#### Input material
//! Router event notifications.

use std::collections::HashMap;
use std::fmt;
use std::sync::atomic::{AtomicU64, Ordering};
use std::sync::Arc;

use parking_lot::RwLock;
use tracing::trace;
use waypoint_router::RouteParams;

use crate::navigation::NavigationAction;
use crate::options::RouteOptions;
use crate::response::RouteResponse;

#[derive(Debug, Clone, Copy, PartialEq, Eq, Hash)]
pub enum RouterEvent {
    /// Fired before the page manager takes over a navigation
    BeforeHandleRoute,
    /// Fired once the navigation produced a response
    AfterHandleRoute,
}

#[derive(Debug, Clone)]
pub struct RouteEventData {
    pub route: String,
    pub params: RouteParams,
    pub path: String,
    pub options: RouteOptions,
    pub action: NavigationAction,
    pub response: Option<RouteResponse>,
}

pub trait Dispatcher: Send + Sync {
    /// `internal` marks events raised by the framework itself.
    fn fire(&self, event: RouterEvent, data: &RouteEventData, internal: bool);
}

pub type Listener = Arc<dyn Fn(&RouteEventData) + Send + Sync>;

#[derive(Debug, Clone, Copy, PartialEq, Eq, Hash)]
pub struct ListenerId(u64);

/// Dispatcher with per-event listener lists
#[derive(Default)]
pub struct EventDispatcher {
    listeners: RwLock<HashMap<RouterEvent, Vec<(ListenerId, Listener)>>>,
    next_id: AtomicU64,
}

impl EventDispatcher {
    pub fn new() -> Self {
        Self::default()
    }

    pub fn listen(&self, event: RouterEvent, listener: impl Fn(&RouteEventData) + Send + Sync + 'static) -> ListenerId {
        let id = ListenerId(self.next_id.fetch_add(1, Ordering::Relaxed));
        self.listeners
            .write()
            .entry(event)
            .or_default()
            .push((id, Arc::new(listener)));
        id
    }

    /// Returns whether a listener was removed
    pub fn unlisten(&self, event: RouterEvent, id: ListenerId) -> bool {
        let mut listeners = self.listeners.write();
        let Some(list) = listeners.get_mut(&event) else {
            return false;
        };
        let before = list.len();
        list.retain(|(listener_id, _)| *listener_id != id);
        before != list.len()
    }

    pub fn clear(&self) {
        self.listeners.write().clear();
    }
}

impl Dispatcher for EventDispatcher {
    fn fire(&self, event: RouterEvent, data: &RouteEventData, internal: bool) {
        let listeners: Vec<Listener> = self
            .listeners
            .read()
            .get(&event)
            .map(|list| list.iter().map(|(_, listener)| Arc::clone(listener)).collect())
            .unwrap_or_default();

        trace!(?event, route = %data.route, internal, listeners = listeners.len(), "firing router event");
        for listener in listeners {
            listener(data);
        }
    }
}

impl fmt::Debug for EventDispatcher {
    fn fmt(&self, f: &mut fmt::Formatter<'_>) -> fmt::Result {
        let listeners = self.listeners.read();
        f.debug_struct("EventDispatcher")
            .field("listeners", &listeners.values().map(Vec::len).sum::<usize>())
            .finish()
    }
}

#### How to complete this task
Going back to the entries above, set down exactly the lines that begin at the one with "pub fn unlisten(&self, event: RouterEvent, id: ListenerId)" and end at the one with "trace!(?event, route = %data.route, internal, listeners", both included, and nothing else.

#### Solution to this task
    pub fn unlisten(&self, event: RouterEvent, id: ListenerId) -> bool {
        let mut listeners = self.listeners.write();
        let Some(list) = listeners.get_mut(&event) else {
            return false;
        };
        let before = list.len();
        list.retain(|(listener_id, _)| *listener_id != id);
        before != list.len()
    }

    pub fn clear(&self) {
        self.listeners.write().clear();
    }
}

impl Dispatcher for EventDispatcher {
    fn fire(&self, event: RouterEvent, data: &RouteEventData, internal: bool) {
        let listeners: Vec<Listener> = self
            .listeners
            .read()
            .get(&event)
            .map(|list| list.iter().map(|(_, listener)| Arc::clone(listener)).collect())
            .unwrap_or_default();

        trace!(?event, route = %data.route, internal, listeners = listeners.len(), "firing router event");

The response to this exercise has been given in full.